Pero esa misma especialización crea vulnerabilidad. El capital optimizado para un uso tiene pocas alternativas valiosas. Si los trabajadores amenazan con interrumpir la producción, el propietario enfrenta una elección: aceptar las demandas de los trabajadores o ver evaporarse el valor del capital. Una vía férrea no puede destinarse a otro uso. Una planta de fabricación de semiconductores no puede producir fácilmente otra cosa. El capital está encerrado.
Los empresarios, anticipando esta vulnerabilidad, ajustan sus decisiones de inversión en consecuencia. Cuando los sindicatos son poderosos y las amenazas de huelga son creíbles, los inversionistas racionales desvían su asignación de capital alejándose de activos altamente específicos hacia alternativas más versátiles que sean más difíciles de encerrar. Sacrifican la productividad superior que proporciona la especialización a cambio de seguro contra la disrupción institucional. Las inversiones de capital más productivas, aquellas que incorporan la división del trabajo más profunda y las estructuras organizativas más sofisticadas, son precisamente las más vulnerables a la amenaza de huelga. Una economía con fuerte presencia sindical sistemáticamente sub-invierte en las formas de capital que generarían la producción más alta.
El mecanismo opera no solo sobre el tipo de capital elegido, sino también sobre el horizonte temporal de la inversión. Los procesos productivos más largos, aquellos que requieren muchas etapas secuenciales antes de que emerja la producción final, enfrentan vulnerabilidad compuesta. Cada etapa representa una oportunidad de disrupción, y la probabilidad de que un proceso de múltiples etapas se complete sin interferencia declina conforme el proceso se alarga. Los empresarios responden acortando sus horizontes de inversión. En lugar de emprender procesos productivos indirectos que serían más eficientes pero requieren compromisos de tiempo extendidos, eligen procesos más cortos y modulares. La estructura de producción de la economía se comprime, volviéndose menos indirecta, menos intensiva en capital y, por tanto, menos productiva.
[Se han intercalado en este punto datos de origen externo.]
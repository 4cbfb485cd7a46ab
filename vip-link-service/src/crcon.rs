//! HTTP client for the game-server admin API.
//!
//! Only the two calls the reconciliation path needs: reading a player's
//! current VIP expiration out of their profile and writing a new one back.

use async_trait::async_trait;
use chrono::{DateTime, Utc};
use serde::{Deserialize, Serialize};
use std::time::Duration;

use crate::error::{ServiceError, ServiceResult};

/// HTTP request timeout for upstream calls.
const REQUEST_TIMEOUT: Duration = Duration::from_secs(10);

/// Display name written upstream when the profile carries none.
pub const MISSING_PLAYER_NAME: &str = "No player name";

/// A player's current entitlement state on the configured server.
#[derive(Debug, Clone)]
pub struct VipState {
    pub expiration: Option<DateTime<Utc>>,
    pub display_name: Option<String>,
}

/// The upstream entitlement surface consumed by reconciliation. Kept as a
/// trait so handlers are testable without a live game server.
#[async_trait]
pub trait VipApi: Send + Sync {
    /// Fetch the player's current VIP state. `Ok(None)` means the server
    /// has no profile for this player at all; a profile without a VIP
    /// entry for the configured server comes back with no expiration.
    async fn fetch_vip_state(&self, player_id: &str) -> ServiceResult<Option<VipState>>;

    /// Write the player's entitlement expiration. Idempotent upstream.
    async fn grant_vip(
        &self,
        player_id: &str,
        description: &str,
        expiration: DateTime<Utc>,
    ) -> ServiceResult<()>;
}

pub struct CrconClient {
    base_url: String,
    api_key: String,
    server_number: i64,
    client: reqwest::Client,
}

#[derive(Debug, Deserialize)]
struct ApiResponse<T> {
    result: Option<T>,
    #[serde(default)]
    failed: bool,
    #[serde(default)]
    error: Option<String>,
}

#[derive(Debug, Deserialize)]
struct PlayerProfile {
    #[serde(default)]
    names: Vec<PlayerName>,
    #[serde(default)]
    vips: Vec<VipEntry>,
}

#[derive(Debug, Deserialize)]
struct PlayerName {
    name: String,
}

#[derive(Debug, Deserialize)]
struct VipEntry {
    server_number: i64,
    expiration: Option<DateTime<Utc>>,
}

#[derive(Debug, Serialize)]
struct AddVipRequest<'a> {
    player_id: &'a str,
    description: &'a str,
    expiration: String,
}

impl CrconClient {
    pub fn new(base_url: &str, api_key: &str, server_number: i64) -> Self {
        Self {
            base_url: base_url.trim_end_matches('/').to_string(),
            api_key: api_key.to_string(),
            server_number,
            client: reqwest::Client::builder()
                .timeout(REQUEST_TIMEOUT)
                .build()
                .expect("Failed to build HTTP client"),
        }
    }

    fn auth_header(&self) -> String {
        format!("Bearer: {}", self.api_key)
    }

    /// Send a request, retrying once on transport failure or a non-2xx
    /// status. Exhausted retries surface as `UpstreamUnavailable`.
    async fn send_with_retry(
        &self,
        request: reqwest::RequestBuilder,
        what: &str,
    ) -> ServiceResult<reqwest::Response> {
        let retry = request.try_clone();

        let first_failure = match request.send().await {
            Ok(resp) if resp.status().is_success() => return Ok(resp),
            Ok(resp) => format!("status {}", resp.status()),
            Err(e) => e.to_string(),
        };

        let Some(retry) = retry else {
            return Err(ServiceError::UpstreamUnavailable(format!(
                "{}: {}",
                what, first_failure
            )));
        };

        log::warn!("[Crcon] {} failed ({}), retrying once", what, first_failure);
        match retry.send().await {
            Ok(resp) if resp.status().is_success() => Ok(resp),
            Ok(resp) => Err(ServiceError::UpstreamUnavailable(format!(
                "{} failed with status {}",
                what,
                resp.status()
            ))),
            Err(e) => Err(ServiceError::UpstreamUnavailable(format!("{}: {}", what, e))),
        }
    }
}

#[async_trait]
impl VipApi for CrconClient {
    async fn fetch_vip_state(&self, player_id: &str) -> ServiceResult<Option<VipState>> {
        let url = format!("{}/api/get_player_profile", self.base_url);
        let request = self
            .client
            .get(&url)
            .header("Authorization", self.auth_header())
            .query(&[("player_id", player_id)]);

        let response = self.send_with_retry(request, "get_player_profile").await?;
        let body: ApiResponse<PlayerProfile> = response.json().await.map_err(|e| {
            ServiceError::UpstreamUnavailable(format!("invalid profile response: {}", e))
        })?;

        if body.failed {
            return Err(ServiceError::UpstreamUnavailable(
                body.error
                    .unwrap_or_else(|| "get_player_profile failed".to_string()),
            ));
        }

        let Some(profile) = body.result else {
            return Ok(None);
        };

        let expiration = profile
            .vips
            .iter()
            .find(|v| v.server_number == self.server_number)
            .and_then(|v| v.expiration);
        let display_name = profile.names.first().map(|n| n.name.clone());

        Ok(Some(VipState {
            expiration,
            display_name,
        }))
    }

    async fn grant_vip(
        &self,
        player_id: &str,
        description: &str,
        expiration: DateTime<Utc>,
    ) -> ServiceResult<()> {
        let url = format!("{}/api/add_vip", self.base_url);
        log::info!(
            "[Crcon] Setting VIP expiration for player_id={} description={:?} expiration={}",
            player_id,
            description,
            expiration.to_rfc3339()
        );

        let request = self
            .client
            .post(&url)
            .header("Authorization", self.auth_header())
            .json(&AddVipRequest {
                player_id,
                description,
                expiration: expiration.to_rfc3339(),
            });

        let response = self.send_with_retry(request, "add_vip").await?;
        let body: ApiResponse<serde_json::Value> = response.json().await.map_err(|e| {
            ServiceError::UpstreamUnavailable(format!("invalid add_vip response: {}", e))
        })?;

        if body.failed {
            return Err(ServiceError::UpstreamUnavailable(
                body.error.unwrap_or_else(|| "add_vip failed".to_string()),
            ));
        }

        Ok(())
    }
}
La pérdida agregada de bienestar ocurre en varias dimensiones. Algunas de ellas son el efecto directo de composición, donde el capital se asigna a configuraciones menos productivas, y el efecto temporal, donde la estructura de producción se acorta. Estas pérdidas afectan incluso a los propios trabajadores. El capital y el trabajo son predominantemente complementos. Cuando el capital se vuelve menos productivo, la productividad marginal del trabajo cae correspondientemente. Los trabajadores ganan menos porque están trabajando con capital que es inferior, precisamente porque los inversionistas racionales, anticipando la coerción sindical, eligieron formas más seguras pero menos productivas. El sistema de amenaza de huelga, diseñado para beneficiar a los trabajadores, sistemáticamente socava la misma profundización del capital que elevaría sus salarios.
A modo de conclusión, el análisis de Hutt revela que el costo económico de los sindicatos no puede medirse solamente contando la producción perdida durante huelgas. Uno de los costos más profundos yace en los efectos de la estructura de capital: el sesgo sistemático contra inversiones especializadas de largo horizonte que hace que economías con sindicatos poderosos sean estructuralmente menos productivas de lo que serían de otra manera.